Hydrocephalus is a condition in which cerebrospinal fluid accumulates in the brain. There is no cure and the only treatment option requires brain surgery. The prevalent treatment is the implantation of a shunt, a medical device developed over 50 years ago that has a high failure rate, relegating patients to a lifetime of brain surgery.
The couple was introduced to hydrocephalus in 1981 when their son, Gerard Swartz Fudge, was diagnosed at age 11. As an outgrowth of their determination to learn more about the condition, they joined forces with other parents to establish the Hydrocephalus Association in 1983. During the association’s formative years, Emily, Russell and fellow co-founder Cynthia Solomon worked tirelessly, with the help of many committed volunteers, to increase the amount of information available about hydrocephalus. Their tenacity in identifying and building a collaborative community – of parents, patients, medical professionals and industry members – evolved into an international force providing support, education, advocacy and research.
Gerard died in 1992, but Emily and Russell remained committed to the goals and growth of the association. Russell has sat on the board of directors since its inception, while Emily, after serving as executive director for 20 years, continues to support the association through the annual WALK program and at national conferences.
The First Annual Vision Dinner is hosted by Craig and Vicki Brown, major benefactors of the Hydrocephalus Association.
“We are very thankful to be able to increase awareness of this under-represented condition and to bring attention to the many families that are living with its challenges. We are honored to have Russell and Emily here for this special evening that we hope will result in greater knowledge of the Hydrocephalus Association’s progress in both treatment protocols and research, and will serve to inspire others to join us on our journey to increase investments in hydrocephalus research that will lead to a cure,” stated Vicki Brown, who has a son with hydrocephalus.

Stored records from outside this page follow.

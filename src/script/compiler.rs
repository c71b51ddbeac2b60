//! Bytecode compiler.
//!
//! Flattens the (const-annotated) statement trees of one event into a
//! linear instruction stream for the stack machine in
//! [`executor`](crate::script::executor). Constant subtrees collapse to a
//! single load from the constant table; binaries with one constant operand
//! use a fused `*Const` instruction; comparisons whose argument folded to
//! a constant become `True`/`False` outright. `If`/`IfElse` carry patched
//! jump targets past their branches.
//!
//! The const processor must have run first.

use serde::{Deserialize, Serialize};

use crate::script::ast::{Cond, CondKind, Event, Expr, ExprKind, Statement};

/// Comparison tolerance when folding a constant condition argument.
const FOLD_EPS: f64 = 1.0e-12;

/// One stack-machine instruction. Operand-carrying variants hold indices
/// into the constant table (`konst`), the variable vector (`var`), or the
/// instruction stream itself (jump targets).
#[derive(Debug, Clone, Copy, PartialEq, Serialize, Deserialize)]
pub enum Instr {
    // Binary arithmetic; the `*Const` forms fuse a constant operand.
    Add,
    AddConst(u32),
    Sub,
    /// `top - konst`.
    SubConst(u32),
    /// `konst - top`.
    ConstSub(u32),
    Mult,
    MultConst(u32),
    Div,
    /// `top / konst`.
    DivConst(u32),
    /// `konst / top`.
    ConstDiv(u32),
    Pow,
    /// `top ^ konst`.
    PowConst(u32),
    /// `konst ^ top`.
    ConstPow(u32),
    Max2,
    Max2Const(u32),
    Min2,
    Min2Const(u32),

    // Unaries.
    Uminus,
    Log,
    Sqrt,

    // Leaves.
    Spot,
    Var(u32),
    Const(u32),
    True,
    False,

    // Statements.
    Assign(u32),
    AssignConst { konst: u32, var: u32 },
    Pays(u32),
    PaysConst { konst: u32, var: u32 },

    // Control. Targets are instruction indices one past the guarded block.
    If { end_true: u32 },
    IfElse { end_true: u32, end_false: u32 },

    // Logic.
    Equal,
    Sup,
    SupEqual,
    And,
    Or,
    Not,

    Smooth,
}

/// One event's compiled streams.
#[derive(Debug, Clone, Default, PartialEq, Serialize, Deserialize)]
pub struct CompiledEvent {
    pub node_stream: Vec<Instr>,
    pub const_stream: Vec<f64>,
    /// Reserved side-channel, one slot per logic instruction; not consumed
    /// by the executor.
    pub data_stream: Vec<u32>,
}

/// Compile every event into its instruction streams.
pub fn compile_events(events: &[Event]) -> Vec<CompiledEvent> {
    events
        .iter()
        .map(|event| {
            let mut compiler = Compiler::default();
            for stmt in event {
                compiler.statement(stmt);
            }
            compiler.finish()
        })
        .collect()
}

#[derive(Default)]
struct Compiler {
    node: Vec<Instr>,
    consts: Vec<f64>,
    data: Vec<u32>,
}

impl Compiler {
    fn finish(self) -> CompiledEvent {
        CompiledEvent {
            node_stream: self.node,
            const_stream: self.consts,
            data_stream: self.data,
        }
    }

    fn push_const(&mut self, value: f64) -> u32 {
        let idx = self.consts.len() as u32;
        self.consts.push(value);
        idx
    }

    fn emit_const_load(&mut self, value: f64) {
        let idx = self.push_const(value);
        self.node.push(Instr::Const(idx));
    }

    // --- expressions ---

    fn expr(&mut self, expr: &Expr) {
        if let Some(value) = expr.const_val {
            self.emit_const_load(value);
            return;
        }

        match &expr.kind {
            ExprKind::Add(a, b) => self.binary(a, b, Instr::Add, Instr::AddConst, Instr::AddConst),
            ExprKind::Sub(a, b) => self.binary(a, b, Instr::Sub, Instr::ConstSub, Instr::SubConst),
            ExprKind::Mult(a, b) => {
                self.binary(a, b, Instr::Mult, Instr::MultConst, Instr::MultConst)
            }
            ExprKind::Div(a, b) => self.binary(a, b, Instr::Div, Instr::ConstDiv, Instr::DivConst),
            ExprKind::Pow(a, b) => self.binary(a, b, Instr::Pow, Instr::ConstPow, Instr::PowConst),
            ExprKind::Max(a, b) => {
                self.binary(a, b, Instr::Max2, Instr::Max2Const, Instr::Max2Const)
            }
            ExprKind::Min(a, b) => {
                self.binary(a, b, Instr::Min2, Instr::Min2Const, Instr::Min2Const)
            }
            ExprKind::Uplus(a) => self.expr(a),
            ExprKind::Uminus(a) => {
                self.expr(a);
                self.node.push(Instr::Uminus);
            }
            ExprKind::Log(a) => {
                self.expr(a);
                self.node.push(Instr::Log);
            }
            ExprKind::Sqrt(a) => {
                self.expr(a);
                self.node.push(Instr::Sqrt);
            }
            ExprKind::Smooth { x, v_pos, v_neg, eps } => {
                self.expr(x);
                self.expr(v_pos);
                self.expr(v_neg);
                self.expr(eps);
                self.node.push(Instr::Smooth);
            }
            ExprKind::Spot => self.node.push(Instr::Spot),
            ExprKind::Var(v) => self.node.push(Instr::Var(v.index as u32)),
            // A literal always carries const_val and is handled above.
            ExprKind::Const(value) => self.emit_const_load(*value),
        }
    }

    fn binary(
        &mut self,
        a: &Expr,
        b: &Expr,
        plain: Instr,
        const_left: fn(u32) -> Instr,
        const_right: fn(u32) -> Instr,
    ) {
        if let Some(value) = a.const_val {
            self.expr(b);
            let idx = self.push_const(value);
            self.node.push(const_left(idx));
        } else if let Some(value) = b.const_val {
            self.expr(a);
            let idx = self.push_const(value);
            self.node.push(const_right(idx));
        } else {
            self.expr(a);
            self.expr(b);
            self.node.push(plain);
        }
    }

    // --- conditions ---

    fn cond(&mut self, cond: &Cond) {
        match &cond.kind {
            CondKind::True => self.node.push(Instr::True),
            CondKind::False => self.node.push(Instr::False),
            CondKind::Not(inner) => {
                self.cond(inner);
                self.node.push(Instr::Not);
                self.data.push(0);
            }
            CondKind::And(a, b) => {
                self.cond(a);
                self.cond(b);
                self.node.push(Instr::And);
                self.data.push(0);
            }
            CondKind::Or(a, b) => {
                self.cond(a);
                self.cond(b);
                self.node.push(Instr::Or);
                self.data.push(0);
            }
            CondKind::Equal(arg, _) => self.comparison(arg, Instr::Equal, |x| x.abs() < FOLD_EPS),
            CondKind::Sup(arg, _) => self.comparison(arg, Instr::Sup, |x| x > FOLD_EPS),
            CondKind::SupEqual(arg, _) => {
                self.comparison(arg, Instr::SupEqual, |x| x > -FOLD_EPS)
            }
        }
    }

    fn comparison(&mut self, arg: &Expr, instr: Instr, fold: impl Fn(f64) -> bool) {
        match arg.const_val {
            Some(value) => {
                self.node.push(if fold(value) { Instr::True } else { Instr::False });
            }
            None => {
                self.expr(arg);
                self.node.push(instr);
            }
        }
    }

    // --- statements ---

    fn statement(&mut self, stmt: &Statement) {
        match stmt {
            Statement::Assign { lhs, rhs } => match rhs.const_val {
                Some(value) => {
                    let konst = self.push_const(value);
                    self.node.push(Instr::AssignConst { konst, var: lhs.index as u32 });
                }
                None => {
                    self.expr(rhs);
                    self.node.push(Instr::Assign(lhs.index as u32));
                }
            },
            Statement::Pays { lhs, rhs } => match rhs.const_val {
                Some(value) => {
                    let konst = self.push_const(value);
                    self.node.push(Instr::PaysConst { konst, var: lhs.index as u32 });
                }
                None => {
                    self.expr(rhs);
                    self.node.push(Instr::Pays(lhs.index as u32));
                }
            },
            Statement::If(block) => {
                self.cond(&block.cond);

                let patch_at = self.node.len();
                // Placeholder targets, patched once the branch sizes are known.
                if block.else_branch.is_some() {
                    self.node.push(Instr::IfElse { end_true: 0, end_false: 0 });
                } else {
                    self.node.push(Instr::If { end_true: 0 });
                }

                for s in &block.then_branch {
                    self.statement(s);
                }
                let end_true = self.node.len() as u32;

                match &block.else_branch {
                    Some(else_branch) => {
                        for s in else_branch {
                            self.statement(s);
                        }
                        let end_false = self.node.len() as u32;
                        self.node[patch_at] = Instr::IfElse { end_true, end_false };
                    }
                    None => {
                        self.node[patch_at] = Instr::If { end_true };
                    }
                }
            }
            Statement::Collect(stmts) => {
                for s in stmts {
                    self.statement(s);
                }
            }
        }
    }
}

#[cfg(test)]
mod tests {
    use super::*;
    use crate::script::constproc::const_process;
    use crate::script::indexer::index_variables;
    use crate::script::parser::parse_event;

    fn compile_str(src: &str) -> CompiledEvent {
        let mut events = vec![parse_event(src).unwrap()];
        let n = index_variables(&mut events).len();
        const_process(&mut events, n);
        compile_events(&events).remove(0)
    }

    #[test]
    fn const_subtree_collapses_to_one_load() {
        let ev = compile_str("x = 2 * 3 + 4");
        assert_eq!(
            ev.node_stream,
            vec![Instr::AssignConst { konst: 0, var: 0 }],
        );
        assert_eq!(ev.const_stream, vec![10.0]);
    }

    #[test]
    fn const_operand_fuses() {
        let ev = compile_str("x = spot - 100");
        assert_eq!(
            ev.node_stream,
            vec![Instr::Spot, Instr::SubConst(0), Instr::Assign(0)],
        );
        assert_eq!(ev.const_stream, vec![100.0]);

        // Swapped side picks the mirrored instruction.
        let ev = compile_str("x = 100 - spot");
        assert_eq!(
            ev.node_stream,
            vec![Instr::Spot, Instr::ConstSub(0), Instr::Assign(0)],
        );
    }

    #[test]
    fn plain_binary_when_nothing_is_const() {
        let ev = compile_str("x = spot * spot");
        assert_eq!(
            ev.node_stream,
            vec![Instr::Spot, Instr::Spot, Instr::Mult, Instr::Assign(0)],
        );
    }

    #[test]
    fn const_indices_stay_in_range() {
        let ev = compile_str(
            "x = spot - 100 y = 2 * spot z PAYS max(spot - 90, 0) / 1.05",
        );
        for instr in &ev.node_stream {
            let idx = match *instr {
                Instr::Const(i)
                | Instr::AddConst(i)
                | Instr::SubConst(i)
                | Instr::ConstSub(i)
                | Instr::MultConst(i)
                | Instr::DivConst(i)
                | Instr::ConstDiv(i)
                | Instr::PowConst(i)
                | Instr::ConstPow(i)
                | Instr::Max2Const(i)
                | Instr::Min2Const(i) => i,
                Instr::AssignConst { konst, .. } | Instr::PaysConst { konst, .. } => konst,
                _ => continue,
            };
            assert!((idx as usize) < ev.const_stream.len());
        }
    }

    #[test]
    fn if_patches_jump_past_then_branch() {
        let ev = compile_str("if spot > 100 then x = 1 endif");
        // Spot, SubConst, Sup, If, AssignConst.
        assert_eq!(ev.node_stream.len(), 5);
        let Instr::If { end_true } = ev.node_stream[3] else {
            panic!("expected If, got {:?}", ev.node_stream[3])
        };
        assert_eq!(end_true, 5);
    }

    #[test]
    fn if_else_patches_both_targets() {
        let ev = compile_str("if spot > 100 then x = 1 else x = 2 x = 3 endif");
        let Instr::IfElse { end_true, end_false } = ev.node_stream[3] else {
            panic!("expected IfElse")
        };
        assert_eq!(end_true, 5, "then branch is one AssignConst");
        assert_eq!(end_false, 7, "else branch is two more");
        assert_eq!(end_false as usize, ev.node_stream.len());
    }

    #[test]
    fn const_comparison_folds_to_literal_truth() {
        let ev = compile_str("if 1 > 0 then x = spot endif");
        assert_eq!(ev.node_stream[0], Instr::True);

        let ev = compile_str("if 0 > 1 then x = spot endif");
        assert_eq!(ev.node_stream[0], Instr::False);
    }

    #[test]
    fn logic_ops_reserve_data_slots() {
        let ev = compile_str("if spot > 1 and spot > 2 or not(spot > 3) then x = 1 endif");
        assert_eq!(ev.data_stream.len(), 3);
    }

    #[test]
    fn uplus_is_a_no_op() {
        let ev = compile_str("x = +spot");
        assert_eq!(ev.node_stream, vec![Instr::Spot, Instr::Assign(0)]);
    }
}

The event will be held at the Apella Alexandria Conference Center located within the Alexandria Center for Life Science in New York City. For more information about the event or about hydrocephalus, please contact firstname.lastname@example.org.
About the Hydrocephalus Association
The Hydrocephalus Association (HA) is a charitable organization dedicated to eliminating the challenges of hydrocephalus by stimulating research and supporting people who are affected by this condition. Incorporated as a non-profit in 1986, HA is now the nation’s largest and most widely respected organization dedicated solely to serving those affected by hydrocephalus. HA has been instrumental in creating a community of individuals, families and health care professionals addressing the complexities of hydrocephalus in all age groups.